On Sun, Jul 25, 2010 at 9:58 PM, Renato Marroquín Mogrovejo <
renatoj.marroquin@gmail.com> wrote:

> Wouldn't that add extra overhead to the process? I mean to do an extra
> FOREACH ... GENERATE won't cause an extra Mapreduce job to be generated?
>
> Renato M.
>
> 2010/7/25 Jai Krishna <rj...@yahoo-inc.com>
>
> > Ok. That helps.
> > So for this situation, we need not write a new UDF; we can just use
> > FOREACH...GENERATE to rearrange the tuple columns.
> >
> > -RJK
> >
> >
> > On 7/23/10 1:13 PM, "Harsh J" <qw...@gmail.com> wrote:
> >
> > Yes, that _will_ guarantee that the ordering is what you've specified.
> >
> > On Fri, Jul 23, 2010 at 11:33 AM, Jai Krishna <rj...@yahoo-inc.com> wrote:
> > > So a question on a related note, is there any correlation between the
> way
> > the tuple was constructed and the order of items in a Tuple?
> > >
> > > E.g.
> > >
> > > FOREACH foo GENERATE $1, $2, $3, $4
> > >
> > > Would that guarantee (or not) that the ordering inside the tuple would
> > also be ($1, $2, $3, $4)
> > >
> > > -RJK
> > >
> > > P.S: Im new to Pig so Im probably missing many things.
> > >
> > > On 7/22/10 11:56 PM, "Renato Marroquín Mogrovejo" <
> > renatoj.marroquin@gmail.com> wrote:
> > >
> > > Thanks there Dmitriy.
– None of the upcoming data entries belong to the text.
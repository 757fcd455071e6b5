use crate::metrics::{
    null_as_default,
    CacheOutcomes,
};
use serde::{
    Deserialize,
    Serialize,
};

/// One `proxy_cache` zone.
#[derive(Debug, Clone, Default, PartialEq, Serialize, Deserialize)]
#[serde(rename_all = "camelCase", default)]
pub struct CacheStats {
    #[serde(deserialize_with = "null_as_default")]
    pub max_size: u64,
    #[serde(deserialize_with = "null_as_default")]
    pub used_size: u64,
    #[serde(deserialize_with = "null_as_default")]
    pub in_bytes: u64,
    #[serde(deserialize_with = "null_as_default")]
    pub out_bytes: u64,
    #[serde(deserialize_with = "null_as_default")]
    pub responses: CacheOutcomes,
    #[serde(deserialize_with = "null_as_default")]
    pub over_counts: CacheOverCounts,
}

#[derive(Debug, Clone, Default, PartialEq, Serialize, Deserialize)]
#[serde(rename_all = "camelCase", default)]
pub struct CacheOverCounts {
    #[serde(deserialize_with = "null_as_default")]
    pub max_integer_size: f64,
    #[serde(deserialize_with = "null_as_default")]
    pub in_bytes: u64,
    #[serde(deserialize_with = "null_as_default")]
    pub out_bytes: u64,
    #[serde(flatten)]
    pub cache: CacheOutcomes,
}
I will write my own then.
> > >
> > > Renato M.
> > >
> > > 2010/7/21 Dmitriy Ryaboy <dv...@gmail.com>
> > >
> > >> that has to be a UDF, there is nothing built in for this.
> > >>
> > >> On Wed, Jul 21, 2010 at 6:33 PM, Renato Marroquín Mogrovejo <
> > >> renatoj.marroquin@gmail.com> wrote:
> > >>
> > >> > Hey everybody, Does any body know how I can sort a tuple's content?
> > >> > For example, I have (770001,880001,990001,770001) and I would like
> to
> > >> > obtain
> > >> > (770001,770001,880001,990001). I tried doing a group by the first
> > field
> > >> but
> > >> > the thing is that I still get the whole tuple as a resultant bag.
> > >> > Thanks in advanced.
> > >> >
> > >> > Renato M.
> > >> >
> > >>
> > >
> > >
> >
> >
> >
> > --
> > Harsh J
> > www.harshj.com
> >
> >
>

Re: Sorting a tuple's content

Posted by Renato Marroquín Mogrovejo <re...@gmail.com>.
Wouldn't that add extra overhead to the process? I mean to do an extra
FOREACH ... GENERATE won't cause an extra Mapreduce job to be generated?

Renato M.

2010/7/25 Jai Krishna <rj...@yahoo-inc.com>

> Ok. That helps.
> So for this situation, we need not write a new UDF; we can just use
> FOREACH...GENERATE to rearrange the tuple columns.
>
> -RJK
>
>
> On 7/23/10 1:13 PM, "Harsh J" <qw...@gmail.com> wrote:
>
> Yes, that _will_ guarantee that the ordering is what you've specified.
>
> On Fri, Jul 23, 2010 at 11:33 AM, Jai Krishna <rj...@yahoo-inc.com> wrote:
> > So a question on a related note, is there any correlation between the way
> the tuple was constructed and the order of items in a Tuple?
> >
> > E.g.
> >
> > FOREACH foo GENERATE $1, $2, $3, $4
> >
> > Would that guarantee (or not) that the ordering inside the tuple would
> also be ($1, $2, $3, $4)
> >
> > -RJK
> >
> > P.S: Im new to Pig so Im probably missing many things.
> >
> > On 7/22/10 11:56 PM, "Renato Marroquín Mogrovejo" <
> renatoj.marroquin@gmail.com> wrote:
> >
> > Thanks there Dmitriy. I will write my own then.
> >
> > Renato M.
> >
> > 2010/7/21 Dmitriy Ryaboy <dv...@gmail.com>
> >
> >> that has to be a UDF, there is nothing built in for this.
> >>
> >> On Wed, Jul 21, 2010 at 6:33 PM, Renato Marroquín Mogrovejo <
> >> renatoj.marroquin@gmail.com> wrote:
> >>
> >> > Hey everybody, Does any body know how I can sort a tuple's content?
> >> > For example, I have (770001,880001,990001,770001) and I would like to
> >> > obtain
> >> > (770001,770001,880001,990001). I tried doing a group by the first
> field
> >> but
> >> > the thing is that I still get the whole tuple as a resultant bag.
> >> > Thanks in advanced.
> >> >
> >> > Renato M.
> >> >
> >>
> >
> >
>
>
>
> --
> Harsh J
> www.harshj.com
>
>

Re: Sorting a tuple's content

Posted by Jai Krishna <rj...@yahoo-inc.com>.
Ok. That helps.
So for this situation, we need not write a new UDF; we can just use FOREACH...GENERATE to rearrange the tuple columns.

-RJK


On 7/23/10 1:13 PM, "Harsh J" <qw...@gmail.com> wrote:

Yes, that _will_ guarantee that the ordering is what you've specified.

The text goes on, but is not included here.